Justices Hutchinson and Schostok concurred in the judgment.
ORDER ¶1 Held: The trial court’s finding that respondent was unfit is not against the manifest weight of the evidence. Affirmed.
¶2 Respondent, Jeremy R., appeals from the trial court’s order finding him unfit to parent his children, J.E.R., J.O.R., J.R., and E.R. For the following reasons, we affirm.
¶3 I. BACKGROUND ¶4 Respondent is father to J.E.R. (born July 8, 2019), J.O.R. (born February 25, 2018), J.R. (born April 18, 2017), and E.R. (born October 14, 2010). Their mother, Erica B., is not party to 2025 IL App (2d) 250272-U
this appeal, but has appealed in case No. 2-25-0278. On September 16, 2022, the minors came into care after a shelter care hearing that was prompted by a hospital visit concerning J.R., Jr. (born December 25, 2007), respondent’s eldest child, who is not a subject of this appeal. Thereafter, on March 24, 2023, the four minor children were adjudicated neglected based upon a lack of support, education, and care and for being in an environment injurious to their welfare.
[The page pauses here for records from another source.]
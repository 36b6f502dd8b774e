//! Provider pool
//!
//! Holds one live connection per chain. Initialization runs per chain
//! concurrently and a failure on one chain never blocks the others. Reads are
//! lock-free; writes for the same chain are serialized.

use crate::registry::ChainRegistry;
use bridge_types::{ChainClient, ChainConnector, ChainError, ProviderError};
use chrono::{DateTime, Utc};
use dashmap::DashMap;
use futures::future::join_all;
use std::collections::HashMap;
use std::sync::Arc;
use std::time::Duration;
use tokio::sync::Mutex;
use tracing::{debug, info, warn};
use url::Url;

const TRACING_TARGET: &str = "bridge_service::provider_pool";

/// A validated connection to one chain
#[derive(Debug, Clone)]
pub struct ProviderHandle {
	pub chain_id: u64,
	pub rpc_endpoint: Url,
	pub client: Arc<dyn ChainClient>,
	/// Block height observed by the liveness check
	pub block_at_init: u64,
	pub initialized_at: DateTime<Utc>,
}

/// Outcome of [`ProviderPool::initialize`]
#[derive(Debug, Default)]
pub struct ProviderInitReport {
	/// Chains with a live handle, ascending
	pub ready: Vec<u64>,
	/// Chains whose connection or liveness check failed
	pub failed: Vec<ProviderError>,
}

impl ProviderInitReport {
	pub fn is_complete(&self) -> bool {
		self.failed.is_empty()
	}

	pub fn failed_chains(&self) -> Vec<u64> {
		self.failed.iter().map(ProviderError::chain_id).collect()
	}
}

/// Per-chain connection handles keyed by chain ID
#[derive(Debug)]
pub struct ProviderPool {
	registry: Arc<ChainRegistry>,
	connector: Arc<dyn ChainConnector>,
	handles: DashMap<u64, ProviderHandle>,
	write_locks: DashMap<u64, Arc<Mutex<()>>>,
	liveness_timeout: Duration,
}

impl ProviderPool {
	pub fn new(
		registry: Arc<ChainRegistry>,
		connector: Arc<dyn ChainConnector>,
		liveness_timeout: Duration,
	) -> Self {
		Self {
			registry,
			connector,
			handles: DashMap::new(),
			write_locks: DashMap::new(),
			liveness_timeout,
		}
	}

	pub fn registry(&self) -> &Arc<ChainRegistry> {
		&self.registry
	}

	/// Connect to every endpoint and keep the ones that pass the liveness check
	///
	/// Re-initializing a chain replaces its handle (shutting the old one down);
	/// a failed re-initialization removes the stale handle.
	pub async fn initialize(&self, rpc_urls: HashMap<u64, Url>) -> ProviderInitReport {
		let tasks = rpc_urls
			.into_iter()
			.map(|(chain_id, url)| self.initialize_chain(chain_id, url));

		let mut report = ProviderInitReport::default();
		for result in join_all(tasks).await {
			match result {
				Ok(chain_id) => report.ready.push(chain_id),
				Err(e) => report.failed.push(e),
			}
		}
		report.ready.sort_unstable();
		report.failed.sort_by_key(ProviderError::chain_id);

		info!(
			target: TRACING_TARGET,
			ready = ?report.ready,
			failed = ?report.failed_chains(),
			"Provider initialization finished"
		);
		report
	}

	async fn initialize_chain(&self, chain_id: u64, url: Url) -> Result<u64, ProviderError> {
		let lock = self
			.write_locks
			.entry(chain_id)
			.or_insert_with(|| Arc::new(Mutex::new(())))
			.clone();
		let _guard = lock.lock().await;

		match self.connect_and_probe(chain_id, &url).await {
			Ok(handle) => {
				debug!(
					target: TRACING_TARGET,
					chain_id,
					block = handle.block_at_init,
					"Provider is live"
				);
				if let Some(previous) = self.handles.insert(chain_id, handle) {
					previous.client.shutdown().await;
				}
				Ok(chain_id)
			},
			Err(cause) => {
				warn!(
					target: TRACING_TARGET,
					chain_id,
					"Provider initialization failed: {}",
					cause
				);
				if let Some((_, stale)) = self.handles.remove(&chain_id) {
					stale.client.shutdown().await;
				}
				Err(ProviderError::Init { chain_id, cause })
			},
		}
	}

	async fn connect_and_probe(
		&self,
		chain_id: u64,
		url: &Url,
	) -> Result<ProviderHandle, ChainError> {
		let chain = self
			.registry
			.resolve_chain(chain_id)
			.map_err(|e| ChainError::InvalidEndpoint {
				chain_id,
				reason: e.to_string(),
			})?;

		let timeout_ms = u64::try_from(self.liveness_timeout.as_millis()).unwrap_or(u64::MAX);
		let probe = async {
			let client = self.connector.connect(chain, url).await?;
			match client.block_number().await {
				Ok(block) => Ok((client, block)),
				Err(e) => {
					client.shutdown().await;
					Err(e)
				},
			}
		};

		let (client, block_at_init) = tokio::time::timeout(self.liveness_timeout, probe)
			.await
			.map_err(|_| ChainError::timeout(chain_id, "liveness check", timeout_ms))??;

		Ok(ProviderHandle {
			chain_id,
			rpc_endpoint: url.clone(),
			client,
			block_at_init,
			initialized_at: Utc::now(),
		})
	}

	/// Live handle for `chain_id`
	pub fn get_provider(&self, chain_id: u64) -> Result<ProviderHandle, ProviderError> {
		self.handles
			.get(&chain_id)
			.map(|entry| entry.value().clone())
			.ok_or(ProviderError::NotConfigured { chain_id })
	}

	/// Chains with a live handle, ascending
	pub fn configured_chains(&self) -> Vec<u64> {
		let mut chains: Vec<u64> = self.handles.iter().map(|entry| *entry.key()).collect();
		chains.sort_unstable();
		chains
	}

	/// Drop every handle, shutting each connection down
	pub async fn shutdown(&self) {
		for chain_id in self.configured_chains() {
			let lock = self
				.write_locks
				.entry(chain_id)
				.or_insert_with(|| Arc::new(Mutex::new(())))
				.clone();
			let _guard = lock.lock().await;
			if let Some((_, handle)) = self.handles.remove(&chain_id) {
				handle.client.shutdown().await;
				debug!(target: TRACING_TARGET, chain_id, "Provider shut down");
			}
		}
	}
}

#[cfg(test)]
mod tests {
	use super::*;
	use async_trait::async_trait;
	use bridge_types::{
		Address, ChainDescriptor, ChainResult, DepositCall, TransactionOutcome, TxHash, U256,
	};
	use std::sync::atomic::{AtomicUsize, Ordering};

	mockall::mock! {
		pub Client {}

		#[async_trait]
		impl ChainClient for Client {
			fn chain_id(&self) -> u64;
			fn signer_address(&self) -> Address;
			async fn block_number(&self) -> ChainResult<u64>;
			async fn native_balance(&self, owner: Address) -> ChainResult<U256>;
			async fn token_balance(&self, token: Address, owner: Address) -> ChainResult<U256>;
			async fn allowance(&self, token: Address, owner: Address, spender: Address) -> ChainResult<U256>;
			async fn gas_price(&self) -> ChainResult<u128>;
			async fn estimate_approval_gas(&self, token: Address, spender: Address, amount: U256) -> ChainResult<u64>;
			async fn estimate_deposit_gas(&self, deposit: &DepositCall) -> ChainResult<u64>;
			async fn submit_approval(&self, token: Address, spender: Address, amount: U256) -> ChainResult<TxHash>;
			async fn submit_deposit(&self, deposit: &DepositCall) -> ChainResult<TxHash>;
			async fn wait_for_confirmations(&self, tx_hash: TxHash, confirmations: u64, timeout: Duration) -> ChainResult<TransactionOutcome>;
			async fn shutdown(&self);
		}
	}

	mockall::mock! {
		pub Connector {}

		#[async_trait]
		impl ChainConnector for Connector {
			async fn connect(&self, chain: &ChainDescriptor, rpc_url: &Url) -> ChainResult<Arc<dyn ChainClient>>;
		}
	}

	impl std::fmt::Debug for MockClient {
		fn fmt(&self, f: &mut std::fmt::Formatter<'_>) -> std::fmt::Result {
			f.write_str("MockClient")
		}
	}

	impl std::fmt::Debug for MockConnector {
		fn fmt(&self, f: &mut std::fmt::Formatter<'_>) -> std::fmt::Result {
			f.write_str("MockConnector")
		}
	}

	fn live_client(chain_id: u64, block: u64, shutdowns: Arc<AtomicUsize>) -> Arc<dyn ChainClient> {
		let mut client = MockClient::new();
		client.expect_chain_id().return_const(chain_id);
		client.expect_block_number().returning(move || Ok(block));
		client.expect_shutdown().returning(move || {
			shutdowns.fetch_add(1, Ordering::SeqCst);
		});
		Arc::new(client)
	}

	fn url(port: u16) -> Url {
		Url::parse(&format!("http://127.0.0.1:{port}")).unwrap()
	}

	fn pool(connector: MockConnector) -> ProviderPool {
		ProviderPool::new(
			Arc::new(ChainRegistry::testnet().unwrap()),
			Arc::new(connector),
			Duration::from_millis(200),
		)
	}

	#[tokio::test]
	async fn test_unreachable_chain_does_not_block_others() {
		let shutdowns = Arc::new(AtomicUsize::new(0));
		let mut connector = MockConnector::new();
		let counter = shutdowns.clone();
		connector.expect_connect().returning(move |chain, _| {
			if chain.chain_id == 80001 {
				Err(ChainError::Transport {
					chain_id: 80001,
					reason: "connection refused".to_string(),
				})
			} else {
				Ok(live_client(chain.chain_id, 100, counter.clone()))
			}
		});

		let pool = pool(connector);
		let report = pool
			.initialize(HashMap::from([(84532, url(1)), (11155111, url(2)), (80001, url(3))]))
			.await;

		assert_eq!(report.ready, vec![84532, 11155111]);
		assert_eq!(report.failed_chains(), vec![80001]);
		assert!(!report.is_complete());

		assert_eq!(pool.get_provider(84532).unwrap().block_at_init, 100);
		assert!(matches!(
			pool.get_provider(80001),
			Err(ProviderError::NotConfigured { chain_id: 80001 })
		));
	}

	#[tokio::test]
	async fn test_liveness_failure_is_reported() {
		let mut connector = MockConnector::new();
		connector.expect_connect().returning(|_, _| {
			let mut client = MockClient::new();
			client.expect_block_number().returning(|| {
				Err(ChainError::Rejected {
					chain_id: 84532,
					code: -32601,
					message: "method not found".to_string(),
				})
			});
			client.expect_shutdown().return_const(());
			Ok(Arc::new(client) as Arc<dyn ChainClient>)
		});

		let pool = pool(connector);
		let report = pool.initialize(HashMap::from([(84532, url(1))])).await;

		assert!(report.ready.is_empty());
		assert!(matches!(
			&report.failed[0],
			ProviderError::Init {
				chain_id: 84532,
				cause: ChainError::Rejected { code: -32601, .. }
			}
		));
		assert!(pool.configured_chains().is_empty());
	}

	#[tokio::test]
	async fn test_reinitialization_replaces_and_shuts_down_previous() {
		let shutdowns = Arc::new(AtomicUsize::new(0));
		let blocks = Arc::new(AtomicUsize::new(0));
		let mut connector = MockConnector::new();
		let counter = shutdowns.clone();
		let block_source = blocks.clone();
		connector.expect_connect().returning(move |chain, _| {
			let block = block_source.fetch_add(1, Ordering::SeqCst) as u64 + 500;
			Ok(live_client(chain.chain_id, block, counter.clone()))
		});

		let pool = pool(connector);
		pool.initialize(HashMap::from([(84532, url(1))])).await;
		assert_eq!(pool.get_provider(84532).unwrap().block_at_init, 500);

		let report = pool.initialize(HashMap::from([(84532, url(2))])).await;
		assert!(report.is_complete());

		let handle = pool.get_provider(84532).unwrap();
		assert_eq!(handle.block_at_init, 501);
		assert_eq!(handle.rpc_endpoint, url(2));
		assert_eq!(shutdowns.load(Ordering::SeqCst), 1);
	}

	#[tokio::test]
	async fn test_failed_reinitialization_removes_stale_handle() {
		let shutdowns = Arc::new(AtomicUsize::new(0));
		let attempts = Arc::new(AtomicUsize::new(0));
		let mut connector = MockConnector::new();
		let counter = shutdowns.clone();
		let attempt_source = attempts.clone();
		connector.expect_connect().returning(move |chain, _| {
			if attempt_source.fetch_add(1, Ordering::SeqCst) == 0 {
				Ok(live_client(chain.chain_id, 7, counter.clone()))
			} else {
				Err(ChainError::Transport {
					chain_id: chain.chain_id,
					reason: "connection reset".to_string(),
				})
			}
		});

		let pool = pool(connector);
		pool.initialize(HashMap::from([(84532, url(1))])).await;
		assert!(pool.get_provider(84532).is_ok());

		let report = pool.initialize(HashMap::from([(84532, url(1))])).await;
		assert_eq!(report.failed_chains(), vec![84532]);
		assert!(pool.get_provider(84532).is_err());
		assert_eq!(shutdowns.load(Ordering::SeqCst), 1);
	}

	#[tokio::test]
	async fn test_unregistered_chain_fails_without_connecting() {
		let mut connector = MockConnector::new();
		connector.expect_connect().never();

		let pool = pool(connector);
		let report = pool.initialize(HashMap::from([(424242, url(1))])).await;
		assert!(matches!(
			&report.failed[0],
			ProviderError::Init {
				chain_id: 424242,
				cause: ChainError::InvalidEndpoint { .. }
			}
		));
	}

	#[tokio::test(start_paused = true)]
	async fn test_hanging_liveness_check_times_out() {
		#[derive(Debug)]
		struct HangingConnector;

		#[async_trait]
		impl ChainConnector for HangingConnector {
			async fn connect(
				&self,
				_chain: &ChainDescriptor,
				_rpc_url: &Url,
			) -> ChainResult<Arc<dyn ChainClient>> {
				std::future::pending().await
			}
		}

		let pool = ProviderPool::new(
			Arc::new(ChainRegistry::testnet().unwrap()),
			Arc::new(HangingConnector),
			Duration::from_millis(50),
		);
		let report = pool.initialize(HashMap::from([(10, url(1))])).await;
		assert!(matches!(
			&report.failed[0],
			ProviderError::Init {
				chain_id: 10,
				cause: ChainError::Timeout { .. }
			}
		));
	}

	#[tokio::test]
	async fn test_shutdown_releases_every_handle() {
		let shutdowns = Arc::new(AtomicUsize::new(0));
		let mut connector = MockConnector::new();
		let counter = shutdowns.clone();
		connector
			.expect_connect()
			.returning(move |chain, _| Ok(live_client(chain.chain_id, 1, counter.clone())));

		let pool = pool(connector);
		pool.initialize(HashMap::from([(84532, url(1)), (10, url(2))])).await;
		assert_eq!(pool.configured_chains(), vec![10, 84532]);

		pool.shutdown().await;
		assert!(pool.configured_chains().is_empty());
		assert_eq!(shutdowns.load(Ordering::SeqCst), 2);
	}
}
On April 21, 2023, a dispositional order was entered in which the Department of Children and Family Services (DCFS) was named as their guardian and custodian. Ultimately, on November 1, 2024, the State petitioned to terminate respondent’s parental rights, alleging that he was unfit based upon his failure to: (1) maintain a reasonable degree of interest, concern, or responsibility for the minors (750 ILCS 50/1(D)(b) (2022)); (2) protect the minors from the conditions within their environment injurious to their welfare (id. § 1(D)(g)); (3) make reasonable efforts to correct the conditions that were the basis for the minors’ removal for a nine-month period between September 8, 2023, and October 11, 2024 (id. § 1(D)(m)(i)); and (4) make reasonable progress toward the minors’ return to his care between September 8, 2023, and October 11, 2024. (id. § 1(D)(m)(ii)). On appeal, respondent challenges only the court’s findings of unfitness.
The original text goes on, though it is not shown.